Exercise brief - Keeping every character as it is, transcribe the entries below.
*** Records to use
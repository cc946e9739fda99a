//! Audit event log in the shared store.
//!
//! Events append to the `polis:log:events` sorted set, scored by epoch
//! seconds, as self-contained JSON objects. Only pattern names, key
//! names, and token metadata are recorded, never credential values.

use serde_json::json;

use crate::store::{keys, KvCommands, StoreError};

/// Event emitted when a request identifier is swapped for a token.
pub fn ott_rewrite_event(
    request_id: &str,
    ott_code: &str,
    origin_host: &str,
    timestamp: i64,
) -> String {
    json!({
        "event": "ott_rewrite",
        "request_id": request_id,
        "ott_code": ott_code,
        "origin_host": origin_host,
        "timestamp": timestamp,
    })
    .to_string()
}

/// Event emitted by a successful approval commit. The blocked record is
/// an opaque string from the store: embedded raw when it already looks
/// like a JSON object (first byte `{`), otherwise wrapped as an escaped
/// string so a malformed record cannot corrupt the log.
pub fn approved_event(
    request_id: &str,
    ott_code: &str,
    origin_host: &str,
    timestamp: i64,
    blocked_record: &str,
) -> String {
    let embedded = if blocked_record.starts_with('{') {
        blocked_record.to_string()
    } else {
        json!(blocked_record).to_string()
    };
    format!(
        "{{\"event\":\"approved_via_proxy\",\
         \"request_id\":{},\
         \"ott_code\":{},\
         \"origin_host\":{},\
         \"timestamp\":{},\
         \"blocked_request\":{}}}",
        json!(request_id),
        json!(ott_code),
        json!(origin_host),
        timestamp,
        embedded,
    )
}

/// Append one event to the time-ordered log.
pub fn append(conn: &mut dyn KvCommands, timestamp: i64, event_json: &str) -> Result<(), StoreError> {
    conn.zadd(keys::AUDIT_LOG, timestamp as f64, event_json)
}

// ── Tests ───────────────────────────────────────────────────────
******
Answer to this problem -
repository cc946e9739fda99a
//! Audit event log in the shared store.
//!
//! Events append to the `polis:log:events` sorted set, scored by epoch
//! seconds, as self-contained JSON objects. Only pattern names, key
//! names, and token metadata are recorded, never credential values.

use serde_json::json;

use crate::store::{keys, KvCommands, StoreError};

/// Event emitted when a request identifier is swapped for a token.
pub fn ott_rewrite_event(
    request_id: &str,
    ott_code: &str,
    origin_host: &str,
    timestamp: i64,
) -> String {
    json!({
        "event": "ott_rewrite",
        "request_id": request_id,
        "ott_code": ott_code,
        "origin_host": origin_host,
        "timestamp": timestamp,
    })
    .to_string()
}

/// Event emitted by a successful approval commit. The blocked record is
/// an opaque string from the store: embedded raw when it already looks
/// like a JSON object (first byte `{`), otherwise wrapped as an escaped
/// string so a malformed record cannot corrupt the log.
pub fn approved_event(
    request_id: &str,
    ott_code: &str,
    origin_host: &str,
    timestamp: i64,
    blocked_record: &str,
) -> String {
    let embedded = if blocked_record.starts_with('{') {
        blocked_record.to_string()
    } else {
        json!(blocked_record).to_string()
    };
    format!(
        "{{\"event\":\"approved_via_proxy\",\
         \"request_id\":{},\
         \"ott_code\":{},\
         \"origin_host\":{},\
         \"timestamp\":{},\
         \"blocked_request\":{}}}",
        json!(request_id),
        json!(ott_code),
        json!(origin_host),
        timestamp,
        embedded,
    )
}

/// Append one event to the time-ordered log.
pub fn append(conn: &mut dyn KvCommands, timestamp: i64, event_json: &str) -> Result<(), StoreError> {
    conn.zadd(keys::AUDIT_LOG, timestamp as f64, event_json)
}

// ── Tests ───────────────────────────────────────────────────────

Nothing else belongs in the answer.